A combo's tier would be the same as it's highest-tiered modifier, so Alt+Ctrl+Shift+Tab would be a Tier 2 combo.

Each software layer would be given a tier level of key combo access, such as this:
Tier 0: hard-coded in the OS kernel, BIOS, etc
Tier 1: the OS, window manager, etc.
Tier 2: Tier 1 + everything that runs directly as a program
Tier 3: Tier 2 + everything that runs within another program (browser plugins, Google Desktop widgets, etc)
Untiered: everything

Currently, everything can use less privileged tier levels and can even share its higher-level privileges with stuff that run inside of it, but it shouldn't, since that's how this problem started in the first place.

What things should do is strictly use only combos of their own tier level, trying to avoid using lower-tier modifiers. If something wants to use a lower-tier combo, it should probably make an object with lower privileges to handle it. If this were already implemented, you'd be using Meta+Tab for switching windows, Alt+Tab for switching tabs, and Ctrl+Tab would be available for Flash, etc.

As a practical concession, you would still be able to use higher-tiered combos in low-tiered objects by combining modifiers. For example, if a Flash applet wanted to use F1, you'd press Alt+Ctrl+F1.

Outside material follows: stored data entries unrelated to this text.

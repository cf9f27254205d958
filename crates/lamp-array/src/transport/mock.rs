//! In-memory LampArray device for tests.
//!
//! [`MockLampDevice`] answers feature-report reads the way the reference
//! firmware does and records every report written to it. Clones share
//! state, so a test can keep one clone for inspection while the driver
//! owns the handle returned by [`MockConnector`].

use super::{DeviceIdentity, FeatureReportDevice, HidConnector};
use crate::error::{TransportError, TransportResult};
use hid_lamp_array_protocol::{
    DEFAULT_PRODUCT_ID, DEFAULT_VENDOR_ID, FeatureReport, LampArrayAttributes, LampArrayControl,
    LampArrayKind, LampAttributes, LampAttributesRequest, LampMultiUpdate, LampPurpose,
    LampRangeUpdate, report_ids,
};
use std::collections::HashMap;
use std::sync::{Arc, Mutex, MutexGuard};

#[derive(Debug, Default)]
struct MockState {
    attributes: LampArrayAttributes,
    lamps: Vec<LampAttributes>,
    response_overrides: HashMap<usize, u16>,
    cursor: u16,
    responses_sent: usize,
    attribute_requests: Vec<u16>,
    writes: Vec<Vec<u8>>,
    fail_write_in: Option<usize>,
    fail_reads: bool,
    disconnected: bool,
    autonomous: bool,
    open_handles: usize,
    opens: usize,
}

/// Simulated LampArray device.
#[derive(Debug, Clone)]
pub struct MockLampDevice {
    identity: DeviceIdentity,
    state: Arc<Mutex<MockState>>,
}

impl MockLampDevice {
    pub fn new(attributes: LampArrayAttributes, lamps: Vec<LampAttributes>) -> Self {
        let state = MockState {
            attributes,
            lamps,
            autonomous: true,
            ..MockState::default()
        };
        Self {
            identity: DeviceIdentity::new(DEFAULT_VENDOR_ID, DEFAULT_PRODUCT_ID)
                .with_manufacturer("OpenLamp")
                .with_product("Mock LampArray")
                .with_serial_number("MOCK0001"),
            state: Arc::new(Mutex::new(state)),
        }
    }

    /// A strip of `count` lamps laid out like a typical LED strip firmware:
    /// 10 mm pitch along X, chassis kind, 20 ms minimum update interval.
    pub fn strip(count: u16) -> Self {
        const PITCH_UM: u32 = 10_000;
        let attributes = LampArrayAttributes {
            lamp_count: count,
            width: u32::from(count).saturating_mul(PITCH_UM),
            height: PITCH_UM,
            depth: 2_000,
            kind_raw: LampArrayKind::Chassis.to_raw(),
            min_update_interval_us: 20_000,
        };
        let lamps = (0..count)
            .map(|lamp_id| LampAttributes {
                lamp_id,
                position_x: u32::from(lamp_id)
                    .saturating_mul(PITCH_UM)
                    .saturating_add(PITCH_UM / 2),
                position_y: PITCH_UM / 2,
                position_z: 0,
                update_latency_us: 10_000,
                purpose_raw: LampPurpose::Branding.to_raw(),
                red_level_count: 0xFF,
                green_level_count: 0xFF,
                blue_level_count: 0xFF,
                intensity_level_count: 1,
                is_programmable: 1,
                input_binding: 0,
            })
            .collect();
        Self::new(attributes, lamps)
    }

    pub fn with_identity(mut self, identity: DeviceIdentity) -> Self {
        self.identity = identity;
        self
    }

    fn lock(&self) -> MutexGuard<'_, MockState> {
        self.state.lock().unwrap_or_else(|e| e.into_inner())
    }

    /// Make the attributes response number `index` (0-based, counted over
    /// the whole device lifetime) report `lamp_id` instead of the selected lamp.
    pub fn override_response_lamp_id(&self, index: usize, lamp_id: u16) {
        self.lock().response_overrides.insert(index, lamp_id);
    }

    /// Report `kind_raw` as the array kind from now on.
    pub fn set_array_kind_raw(&self, kind_raw: u32) {
        self.lock().attributes.kind_raw = kind_raw;
    }

    /// Attributes the device reports for lamp `index`.
    pub fn lamp_attributes(&self, index: usize) -> Option<LampAttributes> {
        self.lock().lamps.get(index).copied()
    }

    /// Replace the attributes of lamp `index`; ignored when out of range.
    pub fn set_lamp_attributes(&self, index: usize, attributes: LampAttributes) {
        if let Some(lamp) = self.lock().lamps.get_mut(index) {
            *lamp = attributes;
        }
    }

    /// Let `successes` further writes through, then fail the next one.
    pub fn fail_write_after(&self, successes: usize) {
        self.lock().fail_write_in = Some(successes);
    }

    pub fn fail_reads(&self, fail: bool) {
        self.lock().fail_reads = fail;
    }

    /// Unplug the device: every transfer fails with [`TransportError::Closed`].
    pub fn disconnect(&self) {
        self.lock().disconnected = true;
    }

    pub fn reconnect(&self) {
        self.lock().disconnected = false;
    }

    pub fn clear_faults(&self) {
        let mut state = self.lock();
        state.fail_write_in = None;
        state.fail_reads = false;
    }

    /// Every successfully written report, report ID first.
    pub fn written_reports(&self) -> Vec<Vec<u8>> {
        self.lock().writes.clone()
    }

    pub fn clear_history(&self) {
        self.lock().writes.clear();
    }

    pub fn multi_updates(&self) -> Vec<LampMultiUpdate> {
        self.decoded_writes()
    }

    pub fn range_updates(&self) -> Vec<LampRangeUpdate> {
        self.decoded_writes()
    }

    pub fn control_reports(&self) -> Vec<LampArrayControl> {
        self.decoded_writes()
    }

    fn decoded_writes<R: FeatureReport>(&self) -> Vec<R> {
        self.lock()
            .writes
            .iter()
            .filter_map(|data| R::from_feature_report(data).ok())
            .collect()
    }

    /// Lamp ids selected through attributes requests, in order.
    pub fn attribute_requests(&self) -> Vec<u16> {
        self.lock().attribute_requests.clone()
    }

    pub fn attribute_responses_sent(&self) -> usize {
        self.lock().responses_sent
    }

    pub fn is_autonomous(&self) -> bool {
        self.lock().autonomous
    }

    /// Handles opened through [`MockConnector`] and not yet dropped.
    pub fn open_handles(&self) -> usize {
        self.lock().open_handles
    }

    pub fn open_count(&self) -> usize {
        self.lock().opens
    }

    fn take_write_fault(state: &mut MockState) -> bool {
        match state.fail_write_in {
            Some(0) => {
                state.fail_write_in = None;
                true
            }
            Some(n) => {
                state.fail_write_in = Some(n.saturating_sub(1));
                false
            }
            None => false,
        }
    }

    fn attributes_response(state: &mut MockState) -> TransportResult<Vec<u8>> {
        let index = usize::from(state.cursor);
        let mut lamp = *state
            .lamps
            .get(index)
            .ok_or_else(|| TransportError::Io(format!("no lamp {index}")))?;
        if let Some(&lamp_id) = state.response_overrides.get(&state.responses_sent) {
            lamp.lamp_id = lamp_id;
        }
        state.responses_sent = state.responses_sent.saturating_add(1);

        // Firmware auto-advances and wraps after the last lamp.
        let next = state.cursor.saturating_add(1);
        state.cursor = if next < state.attributes.lamp_count {
            next
        } else {
            0
        };
        Ok(lamp.to_feature_report())
    }
}

impl FeatureReportDevice for MockLampDevice {
    fn get_feature_report(&mut self, report_id: u8, max_len: usize) -> TransportResult<Vec<u8>> {
        let mut state = self.lock();
        if state.disconnected {
            return Err(TransportError::Closed);
        }
        if state.fail_reads {
            return Err(TransportError::Io("injected read failure".to_string()));
        }
        let mut report = match report_id {
            report_ids::LAMP_ARRAY_ATTRIBUTES => state.attributes.to_feature_report(),
            report_ids::LAMP_ATTRIBUTES_RESPONSE => Self::attributes_response(&mut state)?,
            other => {
                return Err(TransportError::Io(format!(
                    "feature report {other} is not readable"
                )));
            }
        };
        report.truncate(max_len);
        Ok(report)
    }

    fn send_feature_report(&mut self, data: &[u8]) -> TransportResult<()> {
        let mut state = self.lock();
        if state.disconnected {
            return Err(TransportError::Closed);
        }
        if Self::take_write_fault(&mut state) {
            return Err(TransportError::Io("injected write failure".to_string()));
        }
        if let Ok(request) = LampAttributesRequest::from_feature_report(data) {
            state.attribute_requests.push(request.lamp_id);
            if request.lamp_id < state.attributes.lamp_count {
                state.cursor = request.lamp_id;
            }
        } else if let Ok(control) = LampArrayControl::from_feature_report(data) {
            state.autonomous = control.is_autonomous();
        }
        state.writes.push(data.to_vec());
        Ok(())
    }

    fn identity(&self) -> DeviceIdentity {
        self.identity.clone()
    }
}

/// Handle returned by [`MockConnector::open`]; counts as closed once dropped.
#[derive(Debug)]
pub struct MockHandle {
    device: MockLampDevice,
}

impl FeatureReportDevice for MockHandle {
    fn get_feature_report(&mut self, report_id: u8, max_len: usize) -> TransportResult<Vec<u8>> {
        self.device.get_feature_report(report_id, max_len)
    }

    fn send_feature_report(&mut self, data: &[u8]) -> TransportResult<()> {
        self.device.send_feature_report(data)
    }

    fn identity(&self) -> DeviceIdentity {
        self.device.identity()
    }
}

impl Drop for MockHandle {
    fn drop(&mut self) {
        let mut state = self.device.lock();
        state.open_handles = state.open_handles.saturating_sub(1);
    }
}

/// Connector that hands out handles to a single [`MockLampDevice`].
#[derive(Debug, Clone)]
pub struct MockConnector {
    device: MockLampDevice,
}

impl MockConnector {
    pub fn new(device: MockLampDevice) -> Self {
        Self { device }
    }

    pub fn device(&self) -> &MockLampDevice {
        &self.device
    }
}

impl HidConnector for MockConnector {
    type Device = MockHandle;

    fn open(&self, vendor_id: u16, product_id: u16) -> TransportResult<MockHandle> {
        if !self.device.identity.matches(vendor_id, product_id) {
            return Err(TransportError::DeviceNotFound {
                vendor_id,
                product_id,
            });
        }
        {
            let mut state = self.device.lock();
            state.open_handles = state.open_handles.saturating_add(1);
            state.opens = state.opens.saturating_add(1);
        }
        Ok(MockHandle {
            device: self.device.clone(),
        })
    }
}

The organization of keys into tiers almost certainly needs a *lot* of refinement, as does the support of pre-standardization programs/applets, the categorization of global combos with local impact (Ctrl+V pastes from the global clipboard to the local location). However, once implemented, universal combo standards would completely solve this entire category of problems while also making it very clear to users what privileges the combo has.